Con la crescita delle città e la nascita di regni ed imperi, l’occupazione di suolo prodotta dalle città aumenta progressivamente, mentre la produzione alimentare si trasferisce sempre più verso le periferie, processo che innesca la creazione di strade ed il consumo di ulteriore suolo fertile.

Il gigantismo delle attuali metropoli, e le trasformazioni avvenute nella produzione e nei trasporti grazie alla Rivoluzione Industriale, hanno di fatto totalmente scollegato le aree urbane dalla necessità di un’autonomia alimentare ‘di prossimità’, creando condizioni di estrema criticità. Qualunque riduzione nell’efficienza della produzione agricola, o di quella della rete di trasporti, si tradurrebbe in un’incapacità delle popolazioni inurbate di far fronte al proprio stesso sostentamento.

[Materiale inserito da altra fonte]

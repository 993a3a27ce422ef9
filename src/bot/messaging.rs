//! Outbound interaction replies.

use serenity::all::{CommandInteraction, EditInteractionResponse, Http};

/// Edits the deferred ephemeral response with the given text.
///
/// Replies are fire-and-forget: a send failure is an operator concern, never a
/// reason to fail the operation being reported on, so errors are logged and
/// swallowed here.
///
/// # Arguments
/// - `http` - Discord HTTP client
/// - `interaction` - The deferred interaction to reply to
/// - `content` - Message text
pub async fn send_message(
    http: &Http,
    interaction: &CommandInteraction,
    content: impl Into<String>,
) {
    let builder = EditInteractionResponse::new().content(content);

    if let Err(e) = interaction.edit_response(http, builder).await {
        tracing::error!(
            "Failed to send reply for /{} in guild {:?}: {}",
            interaction.data.name,
            interaction.guild_id,
            e
        );
    }
}
mod monitored_server;
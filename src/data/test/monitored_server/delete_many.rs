use super::*;
use crate::model::server::MonitoredServer;

/// Tests bulk deletion of a subset of a guild's servers.
///
/// Verifies that exactly the listed servers are removed while the rest of the
/// guild's records survive.
///
/// Expected: Ok with only the listed records removed
#[tokio::test]
async fn deletes_only_listed_servers() -> Result<(), DbErr> {
    let test = TestBuilder::new().with_monitor_tables().build().await.unwrap();
    let db = test.db.as_ref().unwrap();

    let mut servers = Vec::new();
    for ip in ["10.0.0.1", "10.0.0.2", "10.0.0.3"] {
        let entity = MonitoredServerFactory::new(db)
            .guild_id("111")
            .ip(ip)
            .build()
            .await?;
        servers.push(MonitoredServer::from_entity(entity)?);
    }

    let repo = MonitoredServerRepository::new(db);
    let batch: Vec<&MonitoredServer> = vec![&servers[0], &servers[2]];
    repo.delete_many(111, &batch).await?;

    let remaining = entity::prelude::MonitoredServer::find()
        .filter(entity::monitored_server::Column::GuildId.eq("111"))
        .all(db)
        .await?;
    assert_eq!(remaining.len(), 1);
    assert_eq!(remaining[0].ip, "10.0.0.2");

    Ok(())
}

/// Tests bulk deletion with an empty batch.
///
/// Expected: Ok with no records touched
#[tokio::test]
async fn empty_batch_is_noop() -> Result<(), DbErr> {
    let test = TestBuilder::new().with_monitor_tables().build().await.unwrap();
    let db = test.db.as_ref().unwrap();

    MonitoredServerFactory::new(db).guild_id("111").build().await?;

    let repo = MonitoredServerRepository::new(db);
    repo.delete_many(111, &[]).await?;

    let count = entity::prelude::MonitoredServer::find().count(db).await?;
    assert_eq!(count, 1);

    Ok(())
}

/// Tests that bulk deletion is scoped to the requesting guild.
///
/// Expected: Ok with other guilds' records intact
#[tokio::test]
async fn bulk_delete_is_scoped_to_guild() -> Result<(), DbErr> {
    let test = TestBuilder::new().with_monitor_tables().build().await.unwrap();
    let db = test.db.as_ref().unwrap();

    let entity = MonitoredServerFactory::new(db)
        .guild_id("111")
        .ip("10.0.0.1")
        .build()
        .await?;
    MonitoredServerFactory::new(db)
        .guild_id("222")
        .ip("10.0.0.1")
        .build()
        .await?;

    let repo = MonitoredServerRepository::new(db);
    let server = MonitoredServer::from_entity(entity)?;
    repo.delete_many(111, &[&server]).await?;

    let count = entity::prelude::MonitoredServer::find()
        .filter(entity::monitored_server::Column::GuildId.eq("222"))
        .count(db)
        .await?;
    assert_eq!(count, 1);

    Ok(())
}
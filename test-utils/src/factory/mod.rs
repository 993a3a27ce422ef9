//! Factory methods for creating test data.
//!
//! This module provides factory methods for creating test entities with sensible defaults,
//! reducing boilerplate in tests. Each entity has its own factory module with both a
//! `Factory` struct for customization and a `create_*` convenience function for quick
//! default creation.
//!
//! # Basic Usage
//!
//! ```rust,ignore
//! use test_utils::factory;
//!
//! #[tokio::test]
//! async fn test_example() -> Result<(), sea_orm::DbErr> {
//!     let db = /* ... */;
//!
//!     // Create with defaults
//!     let server = factory::monitored_server::create_server(&db, "123456789").await?;
//!
//!     // Create with customization
//!     let server = factory::monitored_server::MonitoredServerFactory::new(&db)
//!         .guild_id("123456789")
//!         .ip("mc.example.com")
//!         .nickname(Some("survival".to_string()))
//!         .build()
//!         .await?;
//!
//!     Ok(())
//! }
//! ```

pub mod helpers;
pub mod monitored_server;
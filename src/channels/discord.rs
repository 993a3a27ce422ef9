//! Serenity-backed channel gateway.
//!
//! Resolves channels through the gateway cache and issues deletions through the
//! HTTP client. Permission introspection compares the bot member's effective
//! permissions in a channel against the capability set required to delete a
//! channel of that kind.

use serenity::all::{ChannelId, Context, GuildId, Permissions};
use serenity::async_trait;

use crate::channels::{required_permissions, ChannelError, ChannelGateway};
use crate::model::server::ChannelKind;

/// Channel gateway for one guild, backed by the serenity cache and HTTP client.
pub struct DiscordChannelGateway {
    ctx: Context,
    guild_id: GuildId,
}

impl DiscordChannelGateway {
    /// Creates a gateway bound to the given guild.
    ///
    /// # Arguments
    /// - `ctx` - Discord context carrying the cache and HTTP client
    /// - `guild_id` - Guild whose channels this gateway manages
    pub fn new(ctx: Context, guild_id: GuildId) -> Self {
        Self { ctx, guild_id }
    }
}

#[async_trait]
impl ChannelGateway for DiscordChannelGateway {
    async fn missing_permissions(&self, kind: ChannelKind, channel_id: u64) -> Permissions {
        let bot_id = self.ctx.cache.current_user().id;

        let Some(guild) = self.ctx.cache.guild(self.guild_id) else {
            return Permissions::empty();
        };
        let Some(channel) = guild.channels.get(&ChannelId::new(channel_id)) else {
            // An unresolvable channel has no permissions to check; it will be
            // reported as a deletion failure instead.
            return Permissions::empty();
        };
        let Some(member) = guild.members.get(&bot_id) else {
            return Permissions::empty();
        };

        let granted = guild.user_permissions_in(channel, member);

        required_permissions(kind) - granted
    }

    async fn delete(&self, channel_id: u64) -> Result<(), ChannelError> {
        let id = ChannelId::new(channel_id);

        // Resolve through the cache first so a stale handle is reported as
        // NotFound instead of an opaque HTTP 404.
        let known = self
            .ctx
            .cache
            .guild(self.guild_id)
            .is_some_and(|guild| guild.channels.contains_key(&id));
        if !known {
            return Err(ChannelError::NotFound { channel_id });
        }

        id.delete(&self.ctx.http).await?;

        Ok(())
    }
}
use sea_orm::entity::prelude::*;

/// Monitored game server registered in a guild.
///
/// Discord snowflake IDs are stored as strings and parsed to `u64` at the
/// repository boundary. A server is uniquely identified by (`guild_id`, `ip`).
#[derive(Clone, Debug, PartialEq, Eq, DeriveEntityModel)]
#[sea_orm(table_name = "monitored_server")]
pub struct Model {
    #[sea_orm(primary_key)]
    pub id: i32,
    pub guild_id: String,
    pub ip: String,
    pub nickname: Option<String>,
    pub platform: String,
    pub category_id: String,
    pub status_id: String,
    pub players_id: String,
    pub is_default: bool,
}

#[derive(Copy, Clone, Debug, EnumIter, DeriveRelation)]
pub enum Relation {}

impl ActiveModelBehavior for ActiveModel {}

In epoche passate, un limite alla crescita delle dimensioni urbane è consistito nella disponibilità di cibo in relativa prossimità. Con la Rivoluzione Industriale questo limite è stato rimosso, consentendo alle città di espandersi seppellendo le aree agricole di prossimità. Questo processo non è più reversibile nel breve periodo, perché i terreni scavati e cementificati non recuperano la propria fertilità a fronte del semplice abbattimento degli edifici.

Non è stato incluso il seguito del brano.